--- What to work on ---
From the line that contains "closure-based entry point." to the last line of the records below, retype each line exactly; leave out everything else.

--- Records shown ---
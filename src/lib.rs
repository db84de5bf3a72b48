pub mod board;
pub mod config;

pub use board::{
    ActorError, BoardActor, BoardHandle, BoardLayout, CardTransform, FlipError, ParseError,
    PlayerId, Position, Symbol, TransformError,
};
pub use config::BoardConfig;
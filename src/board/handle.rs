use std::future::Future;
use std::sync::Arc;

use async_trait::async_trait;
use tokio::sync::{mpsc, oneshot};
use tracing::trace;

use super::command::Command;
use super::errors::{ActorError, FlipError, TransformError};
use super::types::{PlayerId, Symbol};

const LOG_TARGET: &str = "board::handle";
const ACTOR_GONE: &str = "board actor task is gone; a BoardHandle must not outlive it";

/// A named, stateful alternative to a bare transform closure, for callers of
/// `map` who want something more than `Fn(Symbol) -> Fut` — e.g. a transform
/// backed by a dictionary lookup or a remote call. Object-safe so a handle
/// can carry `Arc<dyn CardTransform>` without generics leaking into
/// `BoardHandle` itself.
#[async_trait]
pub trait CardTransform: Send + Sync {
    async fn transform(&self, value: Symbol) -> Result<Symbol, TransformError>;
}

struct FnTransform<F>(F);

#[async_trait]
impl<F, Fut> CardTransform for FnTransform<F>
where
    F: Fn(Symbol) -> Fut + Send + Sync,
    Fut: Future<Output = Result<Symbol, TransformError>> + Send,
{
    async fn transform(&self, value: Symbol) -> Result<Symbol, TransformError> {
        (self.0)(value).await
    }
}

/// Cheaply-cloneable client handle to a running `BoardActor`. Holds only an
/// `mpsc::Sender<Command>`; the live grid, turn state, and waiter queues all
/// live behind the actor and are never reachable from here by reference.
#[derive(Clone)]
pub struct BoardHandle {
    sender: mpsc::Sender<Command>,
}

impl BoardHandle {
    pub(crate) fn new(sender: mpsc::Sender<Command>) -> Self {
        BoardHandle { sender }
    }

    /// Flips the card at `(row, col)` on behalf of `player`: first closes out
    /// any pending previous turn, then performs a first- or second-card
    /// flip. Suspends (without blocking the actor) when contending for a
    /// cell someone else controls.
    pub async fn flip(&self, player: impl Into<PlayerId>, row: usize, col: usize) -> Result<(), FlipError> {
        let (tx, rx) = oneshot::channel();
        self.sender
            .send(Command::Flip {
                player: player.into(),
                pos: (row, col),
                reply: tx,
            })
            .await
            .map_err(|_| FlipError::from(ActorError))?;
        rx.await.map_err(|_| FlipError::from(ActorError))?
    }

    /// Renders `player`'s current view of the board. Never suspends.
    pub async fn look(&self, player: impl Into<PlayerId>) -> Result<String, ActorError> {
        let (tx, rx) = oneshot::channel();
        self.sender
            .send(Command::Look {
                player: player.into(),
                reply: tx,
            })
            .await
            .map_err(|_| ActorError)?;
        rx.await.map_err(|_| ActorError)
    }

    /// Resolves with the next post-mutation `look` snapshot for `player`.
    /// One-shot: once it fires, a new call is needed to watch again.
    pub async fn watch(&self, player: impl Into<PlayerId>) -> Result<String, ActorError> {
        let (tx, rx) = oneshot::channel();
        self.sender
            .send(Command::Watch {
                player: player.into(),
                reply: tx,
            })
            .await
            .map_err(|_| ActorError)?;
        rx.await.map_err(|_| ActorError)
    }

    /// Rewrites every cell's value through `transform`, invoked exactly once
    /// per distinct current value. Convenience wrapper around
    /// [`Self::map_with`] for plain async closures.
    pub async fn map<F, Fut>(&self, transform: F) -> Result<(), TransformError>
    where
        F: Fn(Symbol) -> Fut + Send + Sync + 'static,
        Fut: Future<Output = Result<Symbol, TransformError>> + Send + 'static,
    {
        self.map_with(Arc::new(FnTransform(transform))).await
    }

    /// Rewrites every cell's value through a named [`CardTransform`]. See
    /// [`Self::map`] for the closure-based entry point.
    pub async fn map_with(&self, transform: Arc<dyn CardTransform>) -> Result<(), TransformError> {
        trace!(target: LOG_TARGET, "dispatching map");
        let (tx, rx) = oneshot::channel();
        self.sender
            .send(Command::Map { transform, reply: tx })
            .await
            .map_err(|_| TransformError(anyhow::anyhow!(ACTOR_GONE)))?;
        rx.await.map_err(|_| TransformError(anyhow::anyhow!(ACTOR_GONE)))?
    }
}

--- Result of this exercise ---
    /// [`Self::map`] for the closure-based entry point.
    pub async fn map_with(&self, transform: Arc<dyn CardTransform>) -> Result<(), TransformError> {
        trace!(target: LOG_TARGET, "dispatching map");
        let (tx, rx) = oneshot::channel();
        self.sender
            .send(Command::Map { transform, reply: tx })
            .await
            .map_err(|_| TransformError(anyhow::anyhow!(ACTOR_GONE)))?;
        rx.await.map_err(|_| TransformError(anyhow::anyhow!(ACTOR_GONE)))?
    }
}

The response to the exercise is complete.